## Data:

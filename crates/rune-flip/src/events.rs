//! Flip lifecycle events.
//!
//! The engine pushes an event whenever an animation starts, finishes (either
//! naturally or because a newer batch forced it), or an exiting element is
//! physically removed. Poll them after each flush or frame:
//!
//! ```ignore
//! engine.run_microtasks();
//! for event in engine.drain_events() {
//!     if let FlipEvent::Removed { node_id } = event {
//!         println!("{node_id} is gone");
//!     }
//! }
//! ```

use serde::{Deserialize, Serialize};
use std::collections::VecDeque;

use crate::animation::AnimationId;
use crate::config::Phase;

/// Event emitted when a flip animation changes state.
#[derive(Debug, Clone, PartialEq, Serialize, Deserialize)]
#[serde(tag = "type", rename_all = "snake_case")]
pub enum FlipEvent {
    /// Animation was handed to the timeline.
    Started {
        animation_id: AnimationId,
        node_id: String,
        phase: Phase,
    },
    /// Animation reached its end or was finished early.
    Finished {
        animation_id: AnimationId,
        node_id: String,
        phase: Phase,
        /// True when a newer batch finished it before its natural end.
        forced: bool,
    },
    /// An exiting node's element was removed from the tree.
    Removed { node_id: String },
}

impl FlipEvent {
    pub fn node_id(&self) -> &str {
        match self {
            Self::Started { node_id, .. }
            | Self::Finished { node_id, .. }
            | Self::Removed { node_id } => node_id,
        }
    }

    pub fn is_started(&self) -> bool {
        matches!(self, Self::Started { .. })
    }

    pub fn is_finished(&self) -> bool {
        matches!(self, Self::Finished { .. })
    }
}

/// Queue for collecting flip events between polls.
#[derive(Debug, Default)]
pub struct EventQueue {
    events: VecDeque<FlipEvent>,
}

impl EventQueue {
    pub fn new() -> Self {
        Self::default()
    }

    pub fn push(&mut self, event: FlipEvent) {
        self.events.push_back(event);
    }

    pub fn is_empty(&self) -> bool {
        self.events.is_empty()
    }

    pub fn len(&self) -> usize {
        self.events.len()
    }

    /// Drain all events from the queue, oldest first.
    pub fn drain(&mut self) -> impl Iterator<Item = FlipEvent> + '_ {
        self.events.drain(..)
    }
}

#[cfg(test)]
mod tests {
    use super::*;

    fn started(id: u64, node_id: &str) -> FlipEvent {
        FlipEvent::Started {
            animation_id: AnimationId(id),
            node_id: node_id.to_string(),
            phase: Phase::Update,
        }
    }

    #[test]
    fn test_event_predicates() {
        let event = started(1, "a");
        assert!(event.is_started());
        assert!(!event.is_finished());
        assert_eq!(event.node_id(), "a");

        let removed = FlipEvent::Removed {
            node_id: "b".to_string(),
        };
        assert_eq!(removed.node_id(), "b");
        assert!(!removed.is_finished());
    }

    #[test]
    fn test_event_queue_order() {
        let mut queue = EventQueue::new();
        assert!(queue.is_empty());

        queue.push(started(1, "a"));
        queue.push(started(2, "b"));
        queue.push(started(3, "a"));
        assert_eq!(queue.len(), 3);

        let drained: Vec<_> = queue.drain().collect();
        assert_eq!(drained[0], started(1, "a"));
        assert_eq!(drained[2], started(3, "a"));
        assert!(queue.is_empty());
    }

    #[test]
    fn test_event_serialization() {
        let event = FlipEvent::Finished {
            animation_id: AnimationId(7),
            node_id: "box".to_string(),
            phase: Phase::Exit,
            forced: true,
        };
        let json = serde_json::to_value(&event).unwrap();
        assert_eq!(json["type"], "finished");
        assert_eq!(json["phase"], "exit");
        assert_eq!(json["forced"], true);
    }
}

## Exercise instructions:
Give every entry again, character for character.

## Expected output:
filename crates/rune-flip/src/events.rs
//! Flip lifecycle events.
//!
//! The engine pushes an event whenever an animation starts, finishes (either
//! naturally or because a newer batch forced it), or an exiting element is
//! physically removed. Poll them after each flush or frame:
//!
//! ```ignore
//! engine.run_microtasks();
//! for event in engine.drain_events() {
//!     if let FlipEvent::Removed { node_id } = event {
//!         println!("{node_id} is gone");
//!     }
//! }
//! ```

use serde::{Deserialize, Serialize};
use std::collections::VecDeque;

use crate::animation::AnimationId;
use crate::config::Phase;

/// Event emitted when a flip animation changes state.
#[derive(Debug, Clone, PartialEq, Serialize, Deserialize)]
#[serde(tag = "type", rename_all = "snake_case")]
pub enum FlipEvent {
    /// Animation was handed to the timeline.
    Started {
        animation_id: AnimationId,
        node_id: String,
        phase: Phase,
    },
    /// Animation reached its end or was finished early.
    Finished {
        animation_id: AnimationId,
        node_id: String,
        phase: Phase,
        /// True when a newer batch finished it before its natural end.
        forced: bool,
    },
    /// An exiting node's element was removed from the tree.
    Removed { node_id: String },
}

impl FlipEvent {
    pub fn node_id(&self) -> &str {
        match self {
            Self::Started { node_id, .. }
            | Self::Finished { node_id, .. }
            | Self::Removed { node_id } => node_id,
        }
    }

    pub fn is_started(&self) -> bool {
        matches!(self, Self::Started { .. })
    }

    pub fn is_finished(&self) -> bool {
        matches!(self, Self::Finished { .. })
    }
}

/// Queue for collecting flip events between polls.
#[derive(Debug, Default)]
pub struct EventQueue {
    events: VecDeque<FlipEvent>,
}

impl EventQueue {
    pub fn new() -> Self {
        Self::default()
    }

    pub fn push(&mut self, event: FlipEvent) {
        self.events.push_back(event);
    }

    pub fn is_empty(&self) -> bool {
        self.events.is_empty()
    }

    pub fn len(&self) -> usize {
        self.events.len()
    }

    /// Drain all events from the queue, oldest first.
    pub fn drain(&mut self) -> impl Iterator<Item = FlipEvent> + '_ {
        self.events.drain(..)
    }
}

#[cfg(test)]
mod tests {
    use super::*;

    fn started(id: u64, node_id: &str) -> FlipEvent {
        FlipEvent::Started {
            animation_id: AnimationId(id),
            node_id: node_id.to_string(),
            phase: Phase::Update,
        }
    }

    #[test]
    fn test_event_predicates() {
        let event = started(1, "a");
        assert!(event.is_started());
        assert!(!event.is_finished());
        assert_eq!(event.node_id(), "a");

        let removed = FlipEvent::Removed {
            node_id: "b".to_string(),
        };
        assert_eq!(removed.node_id(), "b");
        assert!(!removed.is_finished());
    }

    #[test]
    fn test_event_queue_order() {
        let mut queue = EventQueue::new();
        assert!(queue.is_empty());

        queue.push(started(1, "a"));
        queue.push(started(2, "b"));
        queue.push(started(3, "a"));
        assert_eq!(queue.len(), 3);

        let drained: Vec<_> = queue.drain().collect();
        assert_eq!(drained[0], started(1, "a"));
        assert_eq!(drained[2], started(3, "a"));
        assert!(queue.is_empty());
    }

    #[test]
    fn test_event_serialization() {
        let event = FlipEvent::Finished {
            animation_id: AnimationId(7),
            node_id: "box".to_string(),
            phase: Phase::Exit,
            forced: true,
        };
        let json = serde_json::to_value(&event).unwrap();
        assert_eq!(json["type"], "finished");
        assert_eq!(json["phase"], "exit");
        assert_eq!(json["forced"], true);
    }
}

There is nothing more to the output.